Pull each line holding the word "PosterError" from the data.

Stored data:
──────────
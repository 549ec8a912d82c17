use kurbo::{Affine, BezPath, Circle, Point, Rect, Shape, Vec2};

use crate::frame::FrameShape;
use crate::frame::shapes;

const CURVE_TOLERANCE: f64 = 0.1;

/// Clip region for a frame at a concrete pixel size.
#[derive(Debug, Clone, PartialEq)]
pub enum ClipGeometry {
    /// No clipping beyond the rectangle itself.
    Full(Rect),
    Circle { center: Point, radius: f64 },
    Path(BezPath),
}

impl ClipGeometry {
    pub fn to_path(&self) -> BezPath {
        match self {
            ClipGeometry::Full(r) => r.to_path(CURVE_TOLERANCE),
            ClipGeometry::Circle { center, radius } => {
                Circle::new(*center, *radius).to_path(CURVE_TOLERANCE)
            }
            ClipGeometry::Path(p) => p.clone(),
        }
    }

    pub fn bounds(&self) -> Rect {
        match self {
            ClipGeometry::Full(r) => *r,
            ClipGeometry::Circle { center, radius } => Rect::new(
                center.x - radius,
                center.y - radius,
                center.x + radius,
                center.y + radius,
            ),
            ClipGeometry::Path(p) => p.bounding_box(),
        }
    }

    pub fn translated(&self, by: Vec2) -> Self {
        match self {
            ClipGeometry::Full(r) => ClipGeometry::Full(*r + by),
            ClipGeometry::Circle { center, radius } => ClipGeometry::Circle {
                center: *center + by,
                radius: *radius,
            },
            ClipGeometry::Path(p) => {
                let mut p = p.clone();
                p.apply_affine(Affine::translate(by));
                ClipGeometry::Path(p)
            }
        }
    }

    /// Place a clip computed for a viewport-sized box at the viewport's origin.
    pub fn placed_in(&self, viewport: Rect) -> Self {
        self.translated(viewport.origin().to_vec2())
    }
}

/// Clip geometry for `shape` in a `width x height` box whose origin is `(0, 0)`.
pub fn clip_path_for(shape: FrameShape, width: f64, height: f64) -> ClipGeometry {
    match shape {
        FrameShape::Square => ClipGeometry::Full(Rect::new(0.0, 0.0, width, height)),
        FrameShape::Circle => ClipGeometry::Circle {
            center: Point::new(width / 2.0, height / 2.0),
            radius: width.min(height) / 2.0,
        },
        FrameShape::Heart => ClipGeometry::Path(fit_viewbox(shapes::heart(), width, height)),
        FrameShape::House => ClipGeometry::Path(fit_viewbox(shapes::house(), width, height)),
    }
}

/// Uniformly scale a viewBox-space path to fit `width x height`, centered.
fn fit_viewbox(mut path: BezPath, width: f64, height: f64) -> BezPath {
    let s = width.min(height) / shapes::VIEWBOX;
    let offset = Vec2::new(
        (width - shapes::VIEWBOX * s) / 2.0,
        (height - shapes::VIEWBOX * s) / 2.0,
    );
    path.apply_affine(Affine::translate(offset) * Affine::scale(s));
    path
}

#[cfg(test)]
#[path = "../../tests/unit/frame/clip.rs"]
mod tests;
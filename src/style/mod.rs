pub mod cache;
pub mod converter;
pub mod definition;
pub mod layers;
pub mod registry;
use super::*;

#[test]
fn zoom_function_clamps_and_interpolates() {
    let f = ZoomFunction::stops(&[(10.0, 2.0), (14.0, 6.0)]);
    assert_eq!(f.eval(5.0), 2.0);
    assert_eq!(f.eval(10.0), 2.0);
    assert_eq!(f.eval(12.0), 4.0);
    assert_eq!(f.eval(14.0), 6.0);
    assert_eq!(f.eval(20.0), 6.0);
    assert_eq!(ZoomFunction::constant(3.0).eval(99.0), 3.0);
    assert_eq!(ZoomFunction { stops: vec![] }.eval(1.0), 0.0);
}

#[test]
fn bucket_kinds_and_toggles_are_consistent() {
    for b in LayerBucket::ORDERED {
        if b.is_stroke() {
            assert_eq!(b.kind(), LayerKind::Line, "{b:?}");
        }
        if b.is_label() {
            assert!(b.required_features().contains(&Feature::Labels), "{b:?}");
        }
    }
    assert_eq!(LayerBucket::Background.source_class(), None);
    assert_eq!(
        LayerBucket::RoadHighwayFill.source_class(),
        Some(FeatureClass::RoadHighway)
    );
}

#[test]
fn layer_defaults_without_functions() {
    let layer = RenderLayer {
        id: "x".into(),
        bucket: LayerBucket::Water,
        kind: LayerKind::Fill,
        color: Color::BLACK,
        halo: None,
        width: None,
        opacity: Some(ZoomFunction::constant(1.7)),
    };
    assert_eq!(layer.width_at(12.0), 1.0);
    assert_eq!(layer.opacity_at(12.0), 1.0);
}
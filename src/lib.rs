#![forbid(unsafe_code)]
//! Map poster style resolution and WYSIWYG export.
//!
//! A [`PosterState`] snapshot is resolved against the built-in style registry, laid
//! out on a 1200x1600 base canvas, scaled to the export size, composited over a map
//! image from a [`MapImageProvider`], and encoded as PNG, JPEG, or PDF.

pub mod export;
pub mod foundation;
pub mod frame;
pub mod layout;
pub mod provider;
pub mod render;
pub mod scheduler;
pub mod state;
pub mod style;

pub use export::{
    EngineConfig, ExportEngine, ExportOptions, ExportPhase, ExportReport, ExportRequest,
    ProviderConfig, RenderedAsset, Watermark,
};
pub use foundation::color::Color;
pub use foundation::core::{RasterImage, ScaleFactor};
pub use foundation::error::{PosterError, PosterResult};
pub use frame::{ClipGeometry, FrameShape, clip_path_for};
pub use layout::{BASE_CANVAS, LayoutSpec, ScaledLayout, SizeTier, TextSlot, layout_for};
pub use provider::{FontProvider, MapImageProvider, MapRenderRequest};
pub use render::{CpuSurface, FontSet, RecordingSurface, RenderSurface};
pub use scheduler::{Delivery, GenerationToken, RenderOutcome, RenderScheduler};
pub use state::{PosterState, export_file_name};
pub use style::converter::{ResolvedStyle, StyleConverter};
pub use style::definition::{FeatureToggleSet, FeatureToggles, StyleDefinition};
pub use style::layers::{LayerBucket, RenderLayer};
pub use style::registry::{DEFAULT_STYLE_ID, StyleRegistry};
//! Base-canvas layout tables and their projection onto export sizes.

pub mod flow;
pub mod model;

pub use model::{
    BASE_CANVAS, LayoutSpec, ScaledLayout, SizeTier, TextBlock, TextSlot, TextSlotSpec, layout_for,
};
use super::*;

fn rect_path(x0: f64, y0: f64, x1: f64, y1: f64) -> BezPath {
    Rect::new(x0, y0, x1, y1).to_path(0.1)
}

#[test]
fn fill_path_paints_interior_pixels() {
    let mut s = CpuSurface::new(16, 16, FontSet::new()).unwrap();
    s.fill_path(&rect_path(0.0, 0.0, 8.0, 16.0), Color::rgb(255, 0, 0));
    let img = s.finish().unwrap();
    assert_eq!((img.width, img.height), (16, 16));
    assert_eq!(img.pixel(2, 5), Some([255, 0, 0, 255]));
    assert_eq!(img.pixel(12, 5), Some([0, 0, 0, 0]));
}

#[test]
fn clip_restricts_drawing() {
    let mut s = CpuSurface::new(16, 16, FontSet::new()).unwrap();
    s.push_clip(&rect_path(0.0, 0.0, 16.0, 8.0));
    s.fill_path(&rect_path(0.0, 0.0, 16.0, 16.0), Color::rgb(0, 0, 255));
    s.pop_clip();
    let img = s.finish().unwrap();
    assert_eq!(img.pixel(4, 2), Some([0, 0, 255, 255]));
    assert_eq!(img.pixel(4, 12), Some([0, 0, 0, 0]));
}

#[test]
fn draw_image_stretches_into_destination() {
    let src = RasterImage::filled(2, 2, [0, 255, 0, 255]);
    let mut s = CpuSurface::new(20, 20, FontSet::new()).unwrap();
    s.draw_image(&src, Rect::new(0.0, 0.0, 10.0, 20.0));
    let img = s.finish().unwrap();
    assert_eq!(img.pixel(5, 10), Some([0, 255, 0, 255]));
    assert_eq!(img.pixel(15, 10), Some([0, 0, 0, 0]));
}

fn style(family: &str, size: f64) -> TextStyle {
    TextStyle {
        font_family: family.to_string(),
        font_size: size,
        letter_spacing: 0.0,
        color: Color::BLACK,
    }
}

fn mono_set(family: &str) -> FontSet {
    let mut set = FontSet::new();
    set.push(
        family,
        Arc::new(std::fs::read("tests/data/fonts/DejaVuSansMono.ttf").unwrap()),
    );
    set
}

/// Bounding box of pixels with any coverage: (x0, y0, x1, y1) inclusive.
fn ink_bounds(img: &RasterImage) -> Option<(u32, u32, u32, u32)> {
    let mut out: Option<(u32, u32, u32, u32)> = None;
    for y in 0..img.height {
        for x in 0..img.width {
            if img.pixel(x, y).unwrap()[3] == 0 {
                continue;
            }
            out = Some(match out {
                None => (x, y, x, y),
                Some((x0, y0, x1, y1)) => (x0.min(x), y0.min(y), x1.max(x), y1.max(y)),
            });
        }
    }
    out
}

#[test]
fn text_without_fonts_uses_the_bundled_face() {
    let mut s = CpuSurface::new(96, 32, FontSet::new()).unwrap();
    let style = style("Inter", 16.0);
    assert!(s.measure_text("Paris", &style).width > 0.0);
    s.draw_text("Paris", Affine::translate((2.0, 24.0)), &style);
    let img = s.finish().unwrap();
    assert!(ink_bounds(&img).is_some());
}

#[test]
fn unparseable_font_falls_back_to_the_bundled_face() {
    let mut fonts = FontSet::new();
    fonts.push("Inter", Arc::new(vec![0u8; 16]));
    let mut s = CpuSurface::new(96, 32, fonts).unwrap();
    s.draw_text("Paris", Affine::translate((2.0, 24.0)), &style("Inter", 16.0));
    assert!(ink_bounds(&s.finish().unwrap()).is_some());
}

#[test]
fn draw_text_sits_on_the_baseline() {
    let mut s = CpuSurface::new(120, 80, mono_set("Mono")).unwrap();
    let style = style("Mono", 40.0);
    let m = s.measure_text("HH", &style);
    assert!((m.width - 2.0 * 40.0 * 1233.0 / 2048.0).abs() < 1.0, "{}", m.width);
    assert!(m.ascent > 0.0 && m.descent > 0.0);

    s.draw_text("HH", Affine::translate((10.0, 60.0)), &style);
    let (x0, y0, x1, y1) = ink_bounds(&s.finish().unwrap()).unwrap();
    // Cap height is 0.729 em; `H` has no descender.
    assert!((57..=60).contains(&y1), "bottom {y1}");
    assert!((28..=34).contains(&y0), "top {y0}");
    assert!(x0 >= 10 && x0 < 20, "left {x0}");
    assert!(x1 < 10 + m.width.ceil() as u32, "right {x1}");
}

#[test]
fn blurred_fill_bleeds_past_the_edge() {
    let mut s = CpuSurface::new(64, 64, FontSet::new()).unwrap();
    s.fill_path_blurred(&rect_path(24.0, 24.0, 40.0, 40.0), Color::WHITE, 6.0);
    let img = s.finish().unwrap();
    let alpha = |x, y| img.pixel(x, y).unwrap()[3];
    assert!(alpha(32, 32) > 200, "centre {}", alpha(32, 32));
    assert!(alpha(20, 32) > 0, "halo missing");
    assert!(alpha(20, 32) < alpha(32, 32));
    assert_eq!(alpha(0, 0), 0);
}

#[test]
fn rejects_degenerate_and_oversized_surfaces() {
    assert!(CpuSurface::new(0, 10, FontSet::new()).is_err());
    assert!(CpuSurface::new(70_000, 10, FontSet::new()).is_err());
}

#[test]
fn unbalanced_pop_is_ignored() {
    let mut s = CpuSurface::new(4, 4, FontSet::new()).unwrap();
    s.pop_clip();
    s.push_clip(&rect_path(0.0, 0.0, 2.0, 2.0));
    // finish closes the open clip.
    assert!(s.finish().is_ok());
}
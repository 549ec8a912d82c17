//! Latest-request-wins wrapper around [`ExportEngine`].

use std::sync::Arc;
use std::sync::atomic::{AtomicU64, Ordering};

use tokio::sync::watch;

use crate::export::engine::{ExportEngine, ExportReport};
use crate::export::request::{ExportOptions, ExportRequest, RenderedAsset};
use crate::foundation::error::{PosterError, PosterResult};
use crate::state::poster::PosterState;

/// Identifies one export attempt against the scheduler's latest generation.
#[derive(Debug, Clone)]
pub struct GenerationToken {
    generation: u64,
    latest: Arc<AtomicU64>,
}

impl GenerationToken {
    pub(crate) fn new(generation: u64, latest: Arc<AtomicU64>) -> Self {
        Self { generation, latest }
    }

    /// A token nothing can supersede.
    pub fn detached() -> Self {
        Self {
            generation: 0,
            latest: Arc::new(AtomicU64::new(0)),
        }
    }

    pub fn generation(&self) -> u64 {
        self.generation
    }

    pub fn is_current(&self) -> bool {
        self.latest.load(Ordering::Acquire) == self.generation
    }

    /// `Err(Superseded)` once a newer export has started.
    pub fn check(&self) -> PosterResult<()> {
        if self.is_current() {
            Ok(())
        } else {
            Err(PosterError::Superseded(self.latest.load(Ordering::Acquire)))
        }
    }
}

#[derive(Debug, Clone, PartialEq)]
pub enum RenderOutcome {
    Delivered(ExportReport),
    /// A newer export started before this one finished; its result was dropped.
    Superseded { generation: u64 },
}

/// The most recent asset handed to callers.
#[derive(Debug, Clone, PartialEq)]
pub struct Delivery {
    pub generation: u64,
    pub asset: Arc<RenderedAsset>,
}

/// Runs exports so that only the most recently started one is ever delivered.
///
/// Requests are not queued. Starting an export makes every in-flight one stale; stale
/// exports stop at their next checkpoint and report [`RenderOutcome::Superseded`].
pub struct RenderScheduler {
    engine: Arc<ExportEngine>,
    latest: Arc<AtomicU64>,
    delivered: watch::Sender<Option<Delivery>>,
}

impl RenderScheduler {
    pub fn new(engine: Arc<ExportEngine>) -> Self {
        let (delivered, _) = watch::channel(None);
        Self {
            engine,
            latest: Arc::new(AtomicU64::new(0)),
            delivered,
        }
    }

    pub fn engine(&self) -> &ExportEngine {
        &self.engine
    }

    pub fn current_generation(&self) -> u64 {
        self.latest.load(Ordering::Acquire)
    }

    /// Watch the latest delivered asset. Only current generations ever write to it.
    pub fn subscribe(&self) -> watch::Receiver<Option<Delivery>> {
        self.delivered.subscribe()
    }

    fn begin(&self) -> GenerationToken {
        let generation = self.latest.fetch_add(1, Ordering::AcqRel) + 1;
        GenerationToken::new(generation, Arc::clone(&self.latest))
    }

    /// Snapshot `state` and export it, superseding anything still in flight.
    pub async fn export(
        &self,
        state: &PosterState,
        options: &ExportOptions,
    ) -> PosterResult<RenderOutcome> {
        let request = ExportRequest::snapshot(state)?;
        let token = self.begin();
        let generation = token.generation();
        tracing::debug!(generation, "export started");

        match self.engine.run(request, options, &token).await {
            Ok(report) => {
                if !self.publish(&token, &report.asset) {
                    return Ok(self.superseded(generation));
                }
                Ok(RenderOutcome::Delivered(report))
            }
            Err(PosterError::Superseded(_)) => Ok(self.superseded(generation)),
            Err(_) if !token.is_current() => Ok(self.superseded(generation)),
            Err(err) => Err(err),
        }
    }

    /// Hand `asset` to subscribers if `token` is still the latest generation.
    ///
    /// The currency check runs under the channel's write lock.
    fn publish(&self, token: &GenerationToken, asset: &RenderedAsset) -> bool {
        let generation = token.generation();
        self.delivered.send_if_modified(|slot| {
            if !token.is_current() || slot.as_ref().is_some_and(|d| d.generation > generation) {
                return false;
            }
            *slot = Some(Delivery {
                generation,
                asset: Arc::new(asset.clone()),
            });
            true
        })
    }

    fn superseded(&self, generation: u64) -> RenderOutcome {
        tracing::debug!(
            generation,
            latest = self.current_generation(),
            "stale export discarded"
        );
        RenderOutcome::Superseded { generation }
    }
}

#[cfg(test)]
#[path = "../tests/unit/scheduler.rs"]
mod tests;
──────────
**Response for this exercise**
pub use foundation::error::{PosterError, PosterResult};
use crate::foundation::error::{PosterError, PosterResult};
            Err(PosterError::Superseded(self.latest.load(Ordering::Acquire)))
            Err(PosterError::Superseded(_)) => Ok(self.superseded(generation)),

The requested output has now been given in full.